Subsequently, the substrate 31 was taken out of the container 30 and the portion where the wiring was formed was observed under a microscope.
Thus, m Cu wirings were formed. No anion remained.

[0021]

As described above, according to the present invention,
Until now, it was unavoidable to perform the wiring formation by plating. (1) Anions remain between the wiring and the insulating film; (2) Post-process such as cleaning is required; (3)
The problem that toxic waste liquid is generated and the waste liquid needs to be treated can be eliminated by forming wiring using a supercritical fluid. This greatly contributes to the simplification and shortening of the wiring forming process and the reduction of the influence on the environment when manufacturing the circuit board.

[Brief description of the drawings]

FIG. 1 is a diagram illustrating an embodiment of the present invention.

[Explanation of symbols]

10, 20, 30 ... container 11 ... supercritical CO ₂ 21 ... copper carbonate 22 ... copper carbonate solution 31 ... substrate 32 ... anode 41, 42, 43 ... conduit

Claims (7)

[Claims] 1. A solution containing a metal containing a metal to be formed on a circuit board as a material of a wiring is dissolved in a solvent in a supercritical state to form a solution.

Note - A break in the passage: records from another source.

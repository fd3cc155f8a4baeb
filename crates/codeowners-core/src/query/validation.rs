//! Validation of declaration files, for pre-submit checks of edited files
//! and for auditing a whole branch.

use std::collections::BTreeMap;
use std::fmt;

use serde::Serialize;
use tracing::{debug, info};

use crate::errors::OwnersResult;
use crate::models::{BranchNameKey, CodeOwnerConfig, CodeOwnerReference};
use crate::resolver::owners::{CodeOwnerResolver, ResolvedReference};
use crate::resolver::path_code_owners::PathCodeOwners;
use crate::resolver::scanner::CodeOwnerConfigScanner;
use crate::service::CodeOwnersService;
use crate::store::paths::{file_name, normalize_file_path};

#[derive(Clone, Copy, Debug, PartialEq, Eq, PartialOrd, Ord, Hash, Serialize)]
#[serde(rename_all = "SCREAMING_SNAKE_CASE")]
pub enum ValidationSeverity {
    Fatal,
    Error,
    Warning,
    Hint,
}

impl ValidationSeverity {
    /// Whether a message of this severity blocks the submission.
    pub fn is_blocking(self) -> bool {
        matches!(self, ValidationSeverity::Fatal | ValidationSeverity::Error)
    }
}

#[derive(Clone, Debug, PartialEq, Eq, Serialize)]
pub struct ValidationMessage {
    pub severity: ValidationSeverity,
    pub message: String,
}

impl ValidationMessage {
    fn new(severity: ValidationSeverity, message: impl Into<String>) -> Self {
        Self {
            severity,
            message: message.into(),
        }
    }
}

impl fmt::Display for ValidationMessage {
    fn fmt(&self, f: &mut fmt::Formatter<'_>) -> fmt::Result {
        write!(f, "[{:?}] {}", self.severity, self.message)
    }
}

pub fn has_blocking_messages(messages: &[ValidationMessage]) -> bool {
    messages.iter().any(|m| m.severity.is_blocking())
}

/// Validate the new `content` of the declaration file at `path`.
///
/// Imports of the same branch are checked at `revision` (the branch head when
/// absent).  Files that are not declaration files yield no messages.
pub fn validate_declaration_file(
    service: &CodeOwnersService,
    branch: &BranchNameKey,
    revision: Option<&str>,
    path: &str,
    content: &str,
) -> OwnersResult<Vec<ValidationMessage>> {
    let path = normalize_file_path(path)?;
    let loader = service.loader();
    let settings = loader.settings(branch)?;
    if settings.disabled {
        return Ok(vec![ValidationMessage::new(
            ValidationSeverity::Hint,
            format!("code owners functionality is disabled for {branch}, '{path}' was not validated"),
        )]);
    }
    let backend = loader.backend(branch)?;
    if !backend.is_code_owner_config_file(file_name(&path), settings.file_extension.as_deref()) {
        return Ok(Vec::new());
    }
    let revision = match revision {
        Some(revision) => revision.to_string(),
        None => loader.revision(branch)?.unwrap_or_default(),
    };
    let key = loader.key_for_path(branch, &path)?;
    let config = match backend.parse(&key, &revision, content) {
        Ok(config) => config,
        Err(e) => {
            return Ok(vec![ValidationMessage::new(
                ValidationSeverity::Fatal,
                format!("invalid code owner config file '{path}': {e}"),
            )])
        }
    };

    let mut messages = Vec::new();
    let unresolvable = |reject: bool| {
        if reject {
            ValidationSeverity::Error
        } else {
            ValidationSeverity::Warning
        }
    };

    let matcher = backend.path_expression_matcher();
    for set in &config.code_owner_sets {
        for expression in set.path_expressions.iter().chain(set.exclusions.iter()) {
            if let Err(problem) = matcher.validate(expression) {
                messages.push(ValidationMessage::new(
                    ValidationSeverity::Error,
                    format!("invalid path expression '{expression}' in '{path}': {problem}"),
                ));
            }
        }
        for (email, annotations) in &set.annotations {
            for annotation in annotations.iter().filter(|a| !a.is_known()) {
                messages.push(ValidationMessage::new(
                    ValidationSeverity::Warning,
                    format!(
                        "unknown annotation '{}' for email '{}' in '{}' is ignored",
                        annotation.key(),
                        email,
                        path
                    ),
                ));
            }
        }
    }

    let resolver = CodeOwnerResolver::new(service.accounts(), service.permissions(), &settings);
    for email in config.referenced_emails() {
        if let ResolvedReference::Unresolved(reason) =
            resolver.resolve(&CodeOwnerReference::new(email.as_str()))?
        {
            messages.push(ValidationMessage::new(
                unresolvable(settings.reject_non_resolvable_code_owners),
                format!("code owner email '{email}' in '{path}' cannot be resolved: {reason}"),
            ));
        }
    }

    let imports = PathCodeOwners::new(&loader, settings.max_import_depth);
    for reference in all_imports(&config) {
        if let Some(unresolved) = imports.check_import(&config, reference)? {
            messages.push(ValidationMessage::new(
                unresolvable(settings.reject_non_resolvable_imports),
                format!(
                    "invalid import '{}' in '{}': {}",
                    reference, path, unresolved.message
                ),
            ));
        }
    }
    debug!("Validated {} in {}: {} messages", path, branch, messages.len());
    Ok(messages)
}

fn all_imports(
    config: &CodeOwnerConfig,
) -> impl Iterator<Item = &crate::models::CodeOwnerConfigReference> {
    config
        .imports
        .iter()
        .chain(config.code_owner_sets.iter().flat_map(|set| set.imports.iter()))
}

/// Validate every declaration file of a branch; files without findings are
/// omitted.  A file that cannot be read aborts the scan, a file that cannot
/// be parsed is reported as fatal.
pub fn check_branch_config_files(
    service: &CodeOwnersService,
    branch: &BranchNameKey,
) -> OwnersResult<BTreeMap<String, Vec<ValidationMessage>>> {
    let revision = service.branch_head(branch)?;
    let loader = service.loader();
    let paths = CodeOwnerConfigScanner::new(&loader).config_file_paths(branch, &revision, None)?;
    let mut findings = BTreeMap::new();
    for path in paths {
        let Some(bytes) = service.storage().read_file(&branch.project, &revision, &path)? else {
            continue;
        };
        let content = String::from_utf8_lossy(&bytes);
        let messages =
            validate_declaration_file(service, branch, Some(&revision), &path, &content)?;
        if !messages.is_empty() {
            findings.insert(path, messages);
        }
    }
    info!(
        "Checked code owner config files of {}: {} files with findings",
        branch,
        findings.len()
    );
    Ok(findings)
}

#[cfg(test)]
mod tests {
    use super::*;
    use crate::service::testing::World;

    fn validate(service: &CodeOwnersService, world: &World, path: &str, content: &str) -> Vec<ValidationMessage> {
        validate_declaration_file(service, &world.branch(), None, path, content).unwrap()
    }

    fn severities(messages: &[ValidationMessage]) -> Vec<ValidationSeverity> {
        messages.iter().map(|m| m.severity).collect()
    }

    #[test]
    fn test_valid_file_has_no_messages() {
        let world = World::new();
        world.accounts.add_account(1, "a@x.com");
        world.commit(&[("/README", "hi\n")]);
        let service = world.service();
        assert!(validate(&service, &world, "/OWNERS", "a@x.com\n*\n").is_empty());
        assert!(validate(&service, &world, "/src/main.rs", "not owners").is_empty());
    }

    #[test]
    fn test_parse_failure_is_fatal() {
        let world = World::new();
        world.commit(&[("/README", "hi\n")]);
        let service = world.service();
        let messages = validate(&service, &world, "/OWNERS", "this is not valid\n");
        assert_eq!(severities(&messages), vec![ValidationSeverity::Fatal]);
        assert!(has_blocking_messages(&messages));
    }

    #[test]
    fn test_unresolvable_owner_severity_follows_settings() {
        let world = World::new();
        world.commit(&[("/README", "hi\n")]);
        let strict = world.service();
        let messages = validate(&strict, &world, "/OWNERS", "ghost@x.com\n");
        assert_eq!(severities(&messages), vec![ValidationSeverity::Error]);

        let lenient = world
            .service_json(r#"{ "general": { "reject_non_resolvable_code_owners": false } }"#);
        let messages = validate(&lenient, &world, "/OWNERS", "ghost@x.com\n");
        assert_eq!(severities(&messages), vec![ValidationSeverity::Warning]);
        assert!(!has_blocking_messages(&messages));
    }

    #[test]
    fn test_unresolvable_import_and_unknown_annotation() {
        let world = World::new();
        world.accounts.add_account(1, "a@x.com");
        world.commit(&[("/README", "hi\n")]);
        let service = world.service();
        let messages = validate(
            &service,
            &world,
            "/OWNERS",
            "a@x.com #{SOMETIMES}\ninclude /missing/OWNERS\n",
        );
        assert_eq!(
            severities(&messages),
            vec![ValidationSeverity::Warning, ValidationSeverity::Error]
        );
        assert!(messages[1].message.contains("/missing/OWNERS"));
    }

    #[test]
    fn test_disabled_branch_gives_hint() {
        let world = World::new();
        world.commit(&[("/README", "hi\n")]);
        let service = world.service_json(r#"{ "general": { "disabled": true } }"#);
        let messages = validate(&service, &world, "/OWNERS", "garbage line\n");
        assert_eq!(severities(&messages), vec![ValidationSeverity::Hint]);
    }

    #[test]
    fn test_branch_check_reports_every_bad_file() {
        let world = World::new();
        world.accounts.add_account(1, "a@x.com");
        world.commit(&[
            ("/OWNERS", "a@x.com\n"),
            ("/a/OWNERS", "garbage line\n"),
            ("/b/OWNERS", "ghost@x.com\n"),
        ]);
        let service = world.service();
        let findings = check_branch_config_files(&service, &world.branch()).unwrap();
        assert_eq!(
            findings.keys().map(String::as_str).collect::<Vec<_>>(),
            vec!["/a/OWNERS", "/b/OWNERS"]
        );
        assert_eq!(findings["/a/OWNERS"][0].severity, ValidationSeverity::Fatal);
        assert_eq!(findings["/b/OWNERS"][0].severity, ValidationSeverity::Error);
    }
}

A method for forming wiring on a circuit board, comprising forming a wiring by depositing a film of the metal on the surface. 2. The method according to claim 1, wherein a fluid having a critical temperature near room temperature is used as the solvent. 3. The method according to claim 1, wherein a non-toxic and non-corrosive, chemically stable fluid is used as the solvent. 4. The method according to claim 1, wherein an electric field is applied to the solution to reduce the dissolved metal and deposit a film of the metal on the surface of the substrate. The method described in one. 5. The method according to claim 1, wherein the solvent is carbon dioxide and the compound is copper carbonate. 6. A circuit board comprising a wiring formed by any one of the methods according to claim 1. 7. An electronic device comprising a circuit board provided with wiring formed by any one of the methods according to claim 1.